● **Task prompt**
The task calls for the count of lines containing "from" in these records, given as a number with no other words.

● **Information given**
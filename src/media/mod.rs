// SPDX-License-Identifier: MPL-2.0
//! Media sources for the picker.
//!
//! Only still images are listed; decoding is left to the image widget.

pub mod library;

pub use library::{Asset, Library, LibraryAccess};

use crate::config::SortOrder;
use std::path::PathBuf;

/// Scans `directory` off the UI thread.
pub async fn scan_library(directory: PathBuf, sort_order: SortOrder) -> LibraryAccess {
    Library::scan(&directory, sort_order)
}
// SPDX-License-Identifier: MPL-2.0
//! Update logic and message handlers for the application.
//!
//! Picker effects are turned into log lines, diagnostics events and toasts
//! here, so the picker itself stays free of application concerns.

use super::Message;
use crate::diagnostics::DiagnosticsCollector;
use crate::error::Error;
use crate::ui::notifications::{self, Notification};
use crate::ui::picker::{self, Effect};
use iced::{window, Task};

/// Mutable application state needed by the handlers.
pub struct UpdateContext<'a> {
    pub picker: &'a mut picker::State,
    pub notifications: &'a mut notifications::Manager,
    pub diagnostics: &'a mut DiagnosticsCollector,
    pub print_diagnostics: bool,
}

pub fn handle_picker_message(ctx: &mut UpdateContext<'_>, message: picker::Message) -> Task<Message> {
    let (effect, task) = ctx.picker.update(message);
    apply_picker_effect(ctx, effect);
    task.map(Message::Picker)
}

pub fn apply_picker_effect(ctx: &mut UpdateContext<'_>, effect: Effect) {
    match effect {
        Effect::None => {}
        Effect::GestureBegan { scroll_offset } => {
            tracing::debug!(scroll_offset, "gesture began");
            ctx.diagnostics.log_gesture_began(scroll_offset);
        }
        Effect::CurtainMoved { from, to } => {
            tracing::debug!(%from, %to, "curtain state changed");
            ctx.diagnostics.log_state_change(from, to);
        }
        Effect::GestureEnded {
            from,
            settled,
            cancelled,
        } => {
            if from != settled {
                tracing::debug!(%from, to = %settled, "curtain state changed");
                ctx.diagnostics.log_state_change(from, settled);
            }
            tracing::debug!(%settled, cancelled, "gesture ended");
            ctx.diagnostics.log_gesture_ended(settled, cancelled);
        }
        Effect::LibraryReady { count } => {
            tracing::info!(count, "library scanned");
            ctx.diagnostics.log_library_scanned(count);
            ctx.notifications.clear_library_warnings();
        }
        Effect::LibraryUnavailable { key, path } => {
            let notification =
                Notification::error(key).with_arg("path", path.display().to_string());
            ctx.notifications.push_logged(notification, ctx.diagnostics);
        }
        Effect::GeometryRejected(err) => {
            let err = Error::from(err);
            tracing::warn!(error = %err, "curtain layout rejected, running clamped");
            ctx.notifications
                .push_logged(Notification::warning(err.i18n_key()), ctx.diagnostics);
        }
    }
}

/// Prints the diagnostics report if requested, then closes the window.
pub fn handle_close_request(ctx: &mut UpdateContext<'_>, window_id: window::Id) -> Task<Message> {
    if ctx.print_diagnostics {
        match ctx.diagnostics.export_toml() {
            Ok(report) => eprintln!("{report}"),
            Err(err) => tracing::warn!(error = %err, "failed to export diagnostics report"),
        }
    }
    window::close(window_id)
}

● **Solution for this exercise**
8